=== Available data ===
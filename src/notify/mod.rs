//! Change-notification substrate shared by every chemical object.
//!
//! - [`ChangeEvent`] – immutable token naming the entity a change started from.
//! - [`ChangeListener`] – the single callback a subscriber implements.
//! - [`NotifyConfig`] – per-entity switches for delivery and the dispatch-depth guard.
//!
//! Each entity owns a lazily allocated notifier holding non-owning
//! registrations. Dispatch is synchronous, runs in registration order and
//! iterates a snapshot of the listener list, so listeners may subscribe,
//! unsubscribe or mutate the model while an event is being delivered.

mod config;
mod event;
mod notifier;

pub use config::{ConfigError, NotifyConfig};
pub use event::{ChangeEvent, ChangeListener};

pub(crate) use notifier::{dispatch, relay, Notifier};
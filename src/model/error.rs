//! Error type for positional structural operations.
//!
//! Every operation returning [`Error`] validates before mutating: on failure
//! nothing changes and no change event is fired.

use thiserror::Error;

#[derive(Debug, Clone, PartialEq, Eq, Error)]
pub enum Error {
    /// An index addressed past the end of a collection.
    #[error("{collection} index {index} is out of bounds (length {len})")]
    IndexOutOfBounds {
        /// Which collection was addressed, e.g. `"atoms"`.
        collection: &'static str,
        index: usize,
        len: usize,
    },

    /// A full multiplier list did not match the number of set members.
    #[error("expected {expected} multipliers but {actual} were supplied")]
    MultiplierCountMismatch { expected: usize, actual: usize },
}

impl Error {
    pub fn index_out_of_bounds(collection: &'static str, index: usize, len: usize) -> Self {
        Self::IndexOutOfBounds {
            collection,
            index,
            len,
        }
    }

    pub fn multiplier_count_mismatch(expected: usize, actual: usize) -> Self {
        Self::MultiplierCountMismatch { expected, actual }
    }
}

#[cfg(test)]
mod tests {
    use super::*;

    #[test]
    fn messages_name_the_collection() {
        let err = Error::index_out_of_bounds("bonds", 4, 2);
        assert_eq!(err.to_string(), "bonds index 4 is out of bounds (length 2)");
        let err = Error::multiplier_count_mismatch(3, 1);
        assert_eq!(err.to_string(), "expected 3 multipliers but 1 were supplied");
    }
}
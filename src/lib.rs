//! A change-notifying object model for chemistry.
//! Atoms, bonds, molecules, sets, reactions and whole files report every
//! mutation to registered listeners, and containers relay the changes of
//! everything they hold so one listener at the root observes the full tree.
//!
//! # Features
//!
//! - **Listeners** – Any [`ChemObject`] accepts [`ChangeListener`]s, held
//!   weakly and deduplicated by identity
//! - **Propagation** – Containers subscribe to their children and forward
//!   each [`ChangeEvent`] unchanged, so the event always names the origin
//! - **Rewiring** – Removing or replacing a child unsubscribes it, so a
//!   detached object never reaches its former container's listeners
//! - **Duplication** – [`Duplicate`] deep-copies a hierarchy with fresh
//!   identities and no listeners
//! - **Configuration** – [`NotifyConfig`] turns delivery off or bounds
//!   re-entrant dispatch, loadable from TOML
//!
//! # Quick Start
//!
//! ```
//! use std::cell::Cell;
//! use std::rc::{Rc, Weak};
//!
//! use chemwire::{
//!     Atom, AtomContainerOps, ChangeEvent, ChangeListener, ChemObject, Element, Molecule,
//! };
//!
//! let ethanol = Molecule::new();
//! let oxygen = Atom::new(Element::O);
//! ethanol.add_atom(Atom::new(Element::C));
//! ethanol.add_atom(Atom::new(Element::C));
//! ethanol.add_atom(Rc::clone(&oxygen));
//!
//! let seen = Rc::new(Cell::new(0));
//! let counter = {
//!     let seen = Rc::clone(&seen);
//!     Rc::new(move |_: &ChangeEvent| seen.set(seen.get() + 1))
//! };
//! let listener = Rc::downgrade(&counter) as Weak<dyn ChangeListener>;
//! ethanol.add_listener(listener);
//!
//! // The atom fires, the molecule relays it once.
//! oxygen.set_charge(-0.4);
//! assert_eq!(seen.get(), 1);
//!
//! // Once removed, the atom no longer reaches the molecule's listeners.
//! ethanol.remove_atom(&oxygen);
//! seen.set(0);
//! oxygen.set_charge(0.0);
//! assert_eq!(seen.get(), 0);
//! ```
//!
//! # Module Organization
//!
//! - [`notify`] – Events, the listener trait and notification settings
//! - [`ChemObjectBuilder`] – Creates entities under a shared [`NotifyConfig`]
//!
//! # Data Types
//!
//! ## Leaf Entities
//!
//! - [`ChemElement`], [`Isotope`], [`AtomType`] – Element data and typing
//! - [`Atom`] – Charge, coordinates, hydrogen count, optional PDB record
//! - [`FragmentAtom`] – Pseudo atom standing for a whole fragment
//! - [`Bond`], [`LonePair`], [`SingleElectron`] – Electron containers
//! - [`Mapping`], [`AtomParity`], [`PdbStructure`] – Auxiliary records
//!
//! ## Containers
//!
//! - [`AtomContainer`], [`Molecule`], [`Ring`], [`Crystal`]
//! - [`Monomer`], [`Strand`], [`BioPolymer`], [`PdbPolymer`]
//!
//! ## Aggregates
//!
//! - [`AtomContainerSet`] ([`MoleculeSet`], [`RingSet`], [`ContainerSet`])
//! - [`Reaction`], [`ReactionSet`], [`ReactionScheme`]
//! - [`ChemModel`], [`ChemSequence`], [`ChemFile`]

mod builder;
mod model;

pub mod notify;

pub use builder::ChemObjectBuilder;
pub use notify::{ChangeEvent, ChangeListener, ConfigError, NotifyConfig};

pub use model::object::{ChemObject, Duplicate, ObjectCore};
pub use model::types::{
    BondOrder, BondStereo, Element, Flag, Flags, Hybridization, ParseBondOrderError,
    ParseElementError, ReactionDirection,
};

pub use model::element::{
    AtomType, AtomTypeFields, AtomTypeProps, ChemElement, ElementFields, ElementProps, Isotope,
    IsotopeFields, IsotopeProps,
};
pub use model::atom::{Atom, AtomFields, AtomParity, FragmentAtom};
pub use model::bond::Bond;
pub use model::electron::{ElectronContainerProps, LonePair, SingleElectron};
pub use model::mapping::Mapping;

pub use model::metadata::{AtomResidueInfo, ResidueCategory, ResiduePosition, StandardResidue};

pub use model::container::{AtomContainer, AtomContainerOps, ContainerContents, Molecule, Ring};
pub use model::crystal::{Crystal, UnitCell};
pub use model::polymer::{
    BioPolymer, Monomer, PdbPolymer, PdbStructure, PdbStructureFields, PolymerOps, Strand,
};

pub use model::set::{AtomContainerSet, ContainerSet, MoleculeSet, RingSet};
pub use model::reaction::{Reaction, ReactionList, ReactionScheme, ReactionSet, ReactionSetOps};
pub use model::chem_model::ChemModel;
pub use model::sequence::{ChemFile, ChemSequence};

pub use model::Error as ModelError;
===
> Problem to solve:
Search each line of the data above for "Monomer", and copy the lines where it occurs.

> Solution to this task:
//! - [`Monomer`], [`Strand`], [`BioPolymer`], [`PdbPolymer`]
    BioPolymer, Monomer, PdbPolymer, PdbStructure, PdbStructureFields, PolymerOps, Strand,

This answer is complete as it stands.